It's crazy because I thought he was the love of my life and I'm so glad he wasn't and I'll get to the good part with the actual love of my life later but I became consumed with this individual and he became consumed with me. It was like an addiction. Yes. And I wanted him because I thought he was the unattainable, you know, it was kind of this wild idea.
Chuck LaFLange (15:40.988)
Codependency. Absolutely. Right. Yeah. Yeah.

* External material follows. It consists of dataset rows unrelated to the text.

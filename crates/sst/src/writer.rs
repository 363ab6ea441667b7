use anyhow::{bail, Result};
use byteorder::{LittleEndian, WriteBytesExt};
use crc32fast::Hasher as Crc32;
use keycodec::{encode_value, magic_hash, Key, KeyHash, Record};
use std::fs::{rename, OpenOptions};
use std::io::{BufWriter, Seek, Write};
use std::path::Path;

use crate::format::write_footer;
use crate::gate::HashGate;

/// Writes a sorted record stream to disk as an immutable SST file.
///
/// The writer is stateless; all work happens in the single static method
/// [`write`](SstWriter::write). The write is crash-safe: data goes to a
/// temporary file, is fsynced, and is then atomically renamed to the final
/// name.
pub struct SstWriter {}

impl SstWriter {
    /// Writes `iter` to `dir/filename`, returning the file's key range.
    ///
    /// # Arguments
    ///
    /// * `dir` - directory the file lands in (created by the caller).
    /// * `filename` - final basename, conventionally `<sqn>_<level>_<n>.sst`.
    /// * `expected_count` - estimated record count, used to size the hash
    ///   gate. Over-estimating is safe.
    /// * `iter` - records in strictly ascending key order, at most one
    ///   record per key. The caller is responsible for deduplication.
    ///
    /// # Errors
    ///
    /// Returns an error if the iterator yields no records, if keys arrive
    /// out of order, or on any I/O failure.
    pub fn write<I>(
        dir: &Path,
        filename: &str,
        expected_count: usize,
        iter: I,
    ) -> Result<(Key, Key)>
    where
        I: Iterator<Item = Record>,
    {
        let path = dir.join(filename);
        let tmp_path = path.with_extension("sst.tmp");
        let raw_file = OpenOptions::new()
            .create(true)
            .write(true)
            .truncate(true)
            .open(&tmp_path)?;
        let mut file = BufWriter::new(raw_file);

        let mut gate = HashGate::with_capacity(expected_count.max(1));
        let mut index: Vec<(Key, u64)> = Vec::new();
        let mut max_sqn: u64 = 0;
        let mut record_buf: Vec<u8> = Vec::with_capacity(256);

        for (key, value) in iter {
            if let Some((last, _)) = index.last() {
                if *last >= key {
                    bail!("SST writer given out-of-order key");
                }
            }
            max_sqn = max_sqn.max(value.sqn);

            record_buf.clear();
            record_buf.write_u32::<LittleEndian>(key.len() as u32)?;
            record_buf.extend_from_slice(&key);
            encode_value(&value, &mut record_buf);

            let mut hasher = Crc32::new();
            hasher.update(&record_buf);
            let crc = hasher.finalize();

            let offset = file.stream_position()?;
            file.write_u32::<LittleEndian>(crc)?;
            file.write_all(&record_buf)?;

            if let KeyHash::Lookup(h) = magic_hash(&key) {
                gate.insert(h);
            }
            index.push((key, offset));
        }

        if index.is_empty() {
            drop(file);
            let _ = std::fs::remove_file(&tmp_path);
            bail!("refusing to write an empty SST file");
        }

        let gate_offset = file.stream_position()?;
        gate.write_to(&mut file)?;

        let index_offset = file.stream_position()?;
        for (key, data_offset) in &index {
            file.write_u32::<LittleEndian>(key.len() as u32)?;
            file.write_all(key)?;
            file.write_u64::<LittleEndian>(*data_offset)?;
        }

        write_footer(&mut file, max_sqn, gate_offset, index_offset)?;

        file.flush()?;
        file.into_inner()?.sync_all()?;
        rename(&tmp_path, &path)?;

        // Make the rename durable; on ext4/XFS a crash after rename but
        // before a directory sync can lose the entry.
        if let Ok(d) = std::fs::File::open(dir) {
            let _ = d.sync_all();
        }

        let start_key = index.first().map(|(k, _)| k.clone()).unwrap_or_default();
        let end_key = index.last().map(|(k, _)| k.clone()).unwrap_or_default();
        Ok((start_key, end_key))
    }
}
//! Level-zero cache: the staging area for pushed batches.
//!
//! Each accepted push lands as one immutable batch (an ordered tree shared
//! behind an `Arc`); a merged 256-bucket hash-position index lets point
//! lookups skip batches that cannot hold the key. Batches live until the
//! whole cache is folded into a written level-zero file, at which point the
//! cache is cleared in one go.

use keycodec::{endkey_passed, magic_hash, EndKey, Key, KeyHash, Record, Value};
use std::collections::BTreeMap;
use std::sync::Arc;

/// Bucket count of the hash-position index. Bucket selection is the low
/// byte of the magic hash.
const CACHE_BUCKETS: usize = 256;

/// One pushed batch. `min_sqn`/`max_sqn` bound the SQNs inside; the tree
/// itself is immutable once pushed.
#[derive(Debug, Clone)]
pub struct PushedBatch {
    pub tree: Arc<BTreeMap<Key, Value>>,
    pub min_sqn: u64,
    pub max_sqn: u64,
}

/// The staging cache plus its hash index. Batches are stored oldest first;
/// lookups walk candidate positions newest first, so the first hit is the
/// highest-SQN record without comparing SQNs.
#[derive(Debug, Clone, Default)]
pub struct LevelZeroCache {
    batches: Vec<PushedBatch>,
    /// bucket -> (batch position, full magic hash) pairs.
    index: Vec<Vec<(u32, u32)>>,
    size: usize,
}

impl LevelZeroCache {
    pub fn new() -> Self {
        Self {
            batches: Vec::new(),
            index: vec![Vec::new(); CACHE_BUCKETS],
            size: 0,
        }
    }

    /// Appends a pushed batch, indexing every point-lookable key. Returns
    /// the batch's SQN range.
    pub fn push_batch(&mut self, tree: BTreeMap<Key, Value>) -> (u64, u64) {
        let mut min_sqn = u64::MAX;
        let mut max_sqn = 0;
        let pos = self.batches.len() as u32;
        for (key, value) in &tree {
            min_sqn = min_sqn.min(value.sqn);
            max_sqn = max_sqn.max(value.sqn);
            if let KeyHash::Lookup(h) = magic_hash(key) {
                self.index[(h & 0xFF) as usize].push((pos, h));
            }
        }
        self.size += tree.len();
        let batch = PushedBatch {
            tree: Arc::new(tree),
            min_sqn,
            max_sqn,
        };
        let bounds = (batch.min_sqn, batch.max_sqn);
        self.batches.push(batch);
        bounds
    }

    /// Point lookup through the hash index. Newest batch wins.
    pub fn lookup(&self, key: &[u8], hash: u32) -> Option<&Value> {
        let bucket = &self.index[(hash & 0xFF) as usize];
        // Positions were appended in push order, so walking backwards
        // visits newer batches first.
        for &(pos, h) in bucket.iter().rev() {
            if h != hash {
                continue;
            }
            if let Some(value) = self.batches[pos as usize].tree.get(key) {
                return Some(value);
            }
        }
        None
    }

    /// Total key count across batches (duplicates counted per batch).
    #[must_use]
    pub fn len_keys(&self) -> usize {
        self.size
    }

    #[must_use]
    pub fn batch_count(&self) -> usize {
        self.batches.len()
    }

    #[must_use]
    pub fn is_empty(&self) -> bool {
        self.batches.is_empty()
    }

    /// Borrow of the batches, oldest first.
    #[must_use]
    pub fn batches(&self) -> &[PushedBatch] {
        &self.batches
    }

    /// Shared handles to every batch tree, newest first. This is the slot
    /// order the level-zero builder pulls in.
    #[must_use]
    pub fn slots_newest_first(&self) -> Vec<Arc<BTreeMap<Key, Value>>> {
        self.batches.iter().rev().map(|b| Arc::clone(&b.tree)).collect()
    }

    /// Drops every batch and index entry. The ledger SQN lives with the
    /// penciller, not here, so clearing is safe after a flush.
    pub fn clear(&mut self) {
        self.batches.clear();
        for bucket in &mut self.index {
            bucket.clear();
        }
        self.size = 0;
    }

    /// Materializes the cache into one sorted run restricted to
    /// `[start, end]`, resolving duplicate keys to the highest SQN.
    #[must_use]
    pub fn merged_in_range(&self, start: &[u8], end: &EndKey) -> Vec<Record> {
        merge_batches_in_range(&self.batches, start, end)
    }
}

/// Merge-intersects a batch list with `[start, end]`, highest SQN winning
/// per key. Shared by the cache and by snapshot views that hold bare
/// batch lists.
pub fn merge_batches_in_range(
    batches: &[PushedBatch],
    start: &[u8],
    end: &EndKey,
) -> Vec<Record> {
    let mut merged: BTreeMap<&[u8], &Value> = BTreeMap::new();
    for batch in batches {
        for (key, value) in batch.tree.range(start.to_vec()..) {
            if endkey_passed(end, key) {
                break;
            }
            match merged.get(key.as_slice()) {
                Some(existing) if existing.sqn >= value.sqn => {}
                _ => {
                    merged.insert(key.as_slice(), value);
                }
            }
        }
    }
    merged
        .into_iter()
        .map(|(k, v)| (k.to_vec(), v.clone()))
        .collect()
}
use anyhow::{bail, Context, Result};
use byteorder::{LittleEndian, ReadBytesExt};
use crc32fast::Hasher as Crc32;
use keycodec::{decode_value, endkey_passed, EndKey, Key, KeyHash, Record, Value};
use std::fs::File;
use std::io::{BufReader, Read, Seek, SeekFrom};
use std::path::{Path, PathBuf};
use std::sync::{Arc, Mutex};

use crate::format::{read_footer, Footer};
use crate::gate::HashGate;
use crate::MAX_KEY_BYTES;

/// Reads an immutable SST file.
///
/// On [`open`](SstReader::open) the whole index is loaded into memory as a
/// sorted `Vec<(Key, u64)>` (key and data-section offset) along with the
/// hash gate. The sorted vector serves both point lookups (binary search)
/// and positional range pointers.
///
/// One file handle is kept for the reader's lifetime, behind a `Mutex` so
/// `get` works through a shared reference. Readers are shared as
/// `Arc<SstReader>` between the live manifest and any pinning snapshots;
/// the handle closes when the last holder drops.
pub struct SstReader {
    #[allow(dead_code)]
    path: PathBuf,
    filename: String,
    /// Sorted key → data offset pairs.
    index: Vec<(Key, u64)>,
    gate: HashGate,
    file: Mutex<BufReader<File>>,
    footer: Footer,
}

impl SstReader {
    /// Opens `dir/filename` and loads its index and hash gate.
    ///
    /// # Errors
    ///
    /// Returns an error when the footer is malformed, the index is corrupt,
    /// the file holds no records, or I/O fails.
    pub fn open(dir: &Path, filename: &str) -> Result<Self> {
        let path = dir.join(filename);
        let mut f = File::open(&path)
            .with_context(|| format!("failed to open SST file {}", path.display()))?;
        let filesize = f.metadata()?.len();

        let footer = read_footer(&mut f)?;

        f.seek(SeekFrom::Start(footer.gate_offset))?;
        let gate = HashGate::read_from(&mut f)?;

        f.seek(SeekFrom::Start(footer.index_offset))?;
        let index_end = filesize - crate::format::FOOTER_BYTES;
        let mut index: Vec<(Key, u64)> = Vec::new();
        while f.stream_position()? < index_end {
            let key_len = f.read_u32::<LittleEndian>()? as usize;
            if key_len > MAX_KEY_BYTES {
                bail!(
                    "corrupt index: key_len {} exceeds maximum {}",
                    key_len,
                    MAX_KEY_BYTES
                );
            }
            let mut key = vec![0u8; key_len];
            f.read_exact(&mut key)?;
            let data_offset = f.read_u64::<LittleEndian>()?;
            if let Some((last, _)) = index.last() {
                if *last >= key {
                    bail!("corrupt index: keys out of order");
                }
            }
            index.push((key, data_offset));
        }
        if index.is_empty() {
            bail!("SST file {} holds no records", filename);
        }

        f.seek(SeekFrom::Start(0))?;
        Ok(Self {
            path,
            filename: filename.to_string(),
            index,
            gate,
            file: Mutex::new(BufReader::new(f)),
            footer,
        })
    }

    /// Point lookup for a single key.
    ///
    /// When `hash` carries a lookup hash the gate is consulted first; a
    /// negative gate means the key is definitely absent and no I/O happens.
    /// Returns `Ok(Some(value))` for present keys (tombstones included),
    /// `Ok(None)` when the key is not in this file.
    pub fn get(&self, key: &[u8], hash: KeyHash) -> Result<Option<Value>> {
        if let KeyHash::Lookup(h) = hash {
            if !self.gate.may_contain(h) {
                return Ok(None);
            }
        }
        let pos = match self.index.binary_search_by(|(k, _)| k.as_slice().cmp(key)) {
            Ok(p) => p,
            Err(_) => return Ok(None),
        };
        let (found_key, value) = self.read_record_at(self.index[pos].1)?;
        if found_key != key {
            bail!("index pointed at mismatching key in {}", self.filename);
        }
        Ok(Some(value))
    }

    /// Reads and CRC-verifies one record at `offset`.
    fn read_record_at(&self, offset: u64) -> Result<Record> {
        let mut f = self
            .file
            .lock()
            .map_err(|e| anyhow::anyhow!("reader lock poisoned: {}", e))?;
        f.seek(SeekFrom::Start(offset))?;

        let stored_crc = f.read_u32::<LittleEndian>()?;
        let key_len = f.read_u32::<LittleEndian>()? as usize;
        if key_len > MAX_KEY_BYTES {
            bail!(
                "corrupt record: key_len {} exceeds maximum {}",
                key_len,
                MAX_KEY_BYTES
            );
        }
        let mut key = vec![0u8; key_len];
        f.read_exact(&mut key)?;
        let value = decode_value(&mut *f)?;

        let mut body = Vec::with_capacity(4 + key.len() + 32);
        body.extend_from_slice(&(key_len as u32).to_le_bytes());
        body.extend_from_slice(&key);
        keycodec::encode_value(&value, &mut body);
        let mut hasher = Crc32::new();
        hasher.update(&body);
        if hasher.finalize() != stored_crc {
            bail!(
                "CRC mismatch at offset {} in {} (data corruption)",
                offset,
                self.filename
            );
        }
        Ok((key, value))
    }

    /// Smallest key in the file.
    #[must_use]
    pub fn start_key(&self) -> &[u8] {
        &self.index[0].0
    }

    /// Largest key in the file.
    #[must_use]
    pub fn end_key(&self) -> &[u8] {
        &self.index[self.index.len() - 1].0
    }

    /// Highest SQN of any record in the file, straight from the footer.
    #[must_use]
    pub fn max_sqn(&self) -> u64 {
        self.footer.max_sqn
    }

    /// Number of records.
    #[must_use]
    pub fn len(&self) -> usize {
        self.index.len()
    }

    /// `true` when the file holds no records. Open files never are; kept
    /// for symmetry with `len`.
    #[must_use]
    pub fn is_empty(&self) -> bool {
        self.index.is_empty()
    }

    /// The file's basename.
    #[must_use]
    pub fn filename(&self) -> &str {
        &self.filename
    }

}

impl std::fmt::Debug for SstReader {
    fn fmt(&self, f: &mut std::fmt::Formatter<'_>) -> std::fmt::Result {
        f.debug_struct("SstReader")
            .field("filename", &self.filename)
            .field("records", &self.index.len())
            .field("max_sqn", &self.footer.max_sqn)
            .finish()
    }
}

/// A lazy cursor into one SST file's records within a key range.
///
/// Expanding a pointer faults in up to `width` concrete records and hands
/// back the remainder as a new pointer, so a k-way merge holds at most a
/// few records per source in memory.
#[derive(Debug, Clone)]
pub struct SstPointer {
    reader: Arc<SstReader>,
    pos: usize,
    end: EndKey,
}

impl SstPointer {
    /// A lazy pointer to `reader`'s records in `[start, end]`.
    ///
    /// The pointer starts at the first key ≥ `start` and stops once a key
    /// passes `end`. Resolving it costs one record read per expanded entry.
    #[must_use]
    pub fn new(reader: Arc<SstReader>, start: &[u8], end: &EndKey) -> Self {
        let pos = reader.index.partition_point(|(k, _)| k.as_slice() < start);
        Self {
            reader,
            pos,
            end: end.clone(),
        }
    }

    /// A pointer covering the whole file.
    #[must_use]
    pub fn whole(reader: Arc<SstReader>) -> Self {
        Self {
            reader,
            pos: 0,
            end: EndKey::Open,
        }
    }

    /// Resolves up to `width` records from the front of the pointer.
    ///
    /// Returns the records plus `Some(pointer)` when more remain, `None`
    /// when the file or the range is exhausted.
    pub fn expand(mut self, width: usize) -> Result<(Vec<Record>, Option<SstPointer>)> {
        let mut out = Vec::with_capacity(width.min(8));
        while out.len() < width {
            if self.pos >= self.reader.index.len() {
                return Ok((out, None));
            }
            let (key, offset) = {
                let (k, o) = &self.reader.index[self.pos];
                (k.clone(), *o)
            };
            if endkey_passed(&self.end, &key) {
                return Ok((out, None));
            }
            let (read_key, value) = self.reader.read_record_at(offset)?;
            debug_assert_eq!(read_key, key);
            out.push((read_key, value));
            self.pos += 1;
        }
        let more = self.pos < self.reader.index.len()
            && !endkey_passed(&self.end, &self.reader.index[self.pos].0);
        Ok((out, if more { Some(self) } else { None }))
    }
}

Nicole Chatagnier (15:50.827)
Instantly get married and instantly get pregnant. I did manage Before because he went away for 11 months. He got busted and I held him down and that's when we decided to get married So I Went and got on some of you tax we need myself off. So when he got home We could get pregnant because I didn't want to bring it, you know, I knew I had a problem. I
Chuck LaFLange (16:04.636)
Okay.
Chuck LaFLange (16:18.396)
Yeah. Yeah.
Nicole Chatagnier (16:20.49)
So I was stupid to think he was gonna change and the minute I got pregnant, you know, he goes straight to drugs. Like he's using and I'm just kind of left. Like, you know, I say this often, I'm not a martyr. Just because I made it through that pregnancy without getting high does not mean that it wasn't on my mind. I did that for my son. You know, that's strictly it. But...
Chuck LaFLange (16:45.82)
Yeah. Yeah.
Nicole Chatagnier (16:50.602)
When I was five months pregnant, my husband at the time came home and he beat the snot out of me for the first time.
he picked me up by my throat and just beat the snot out of me and I just remember being so scared. like I knew I didn't deserve it. I didn't know why it was happening. You know, I have a background, a family that adored me. So how did I end up here? How, why is this happening? It was like everything was in slow mo and
I don't think I was prepared. Like when you see it on the movies and when you see violence, you think that, you think you know how you would feel. You don't, you don't. I went into like, I was just paralyzed, you know? And my brain talked me into me believing that he loved me so much. He had to do that. I don't know why that happened.
Chuck LaFLange (17:41.18)
No, no.
Nicole Chatagnier (17:56.873)
And I've spoken with a lot of other women in domestic violence situations and they thought that too. It's like that because I, it wasn't like I made him do that. You know how women will like that wasn't me. I thought that he had to do that. He loved me so much. He cheated. Yeah. Yeah. And it's like, they don't understand our love story and they don't get it. And it sounds so crazy now, but I endured.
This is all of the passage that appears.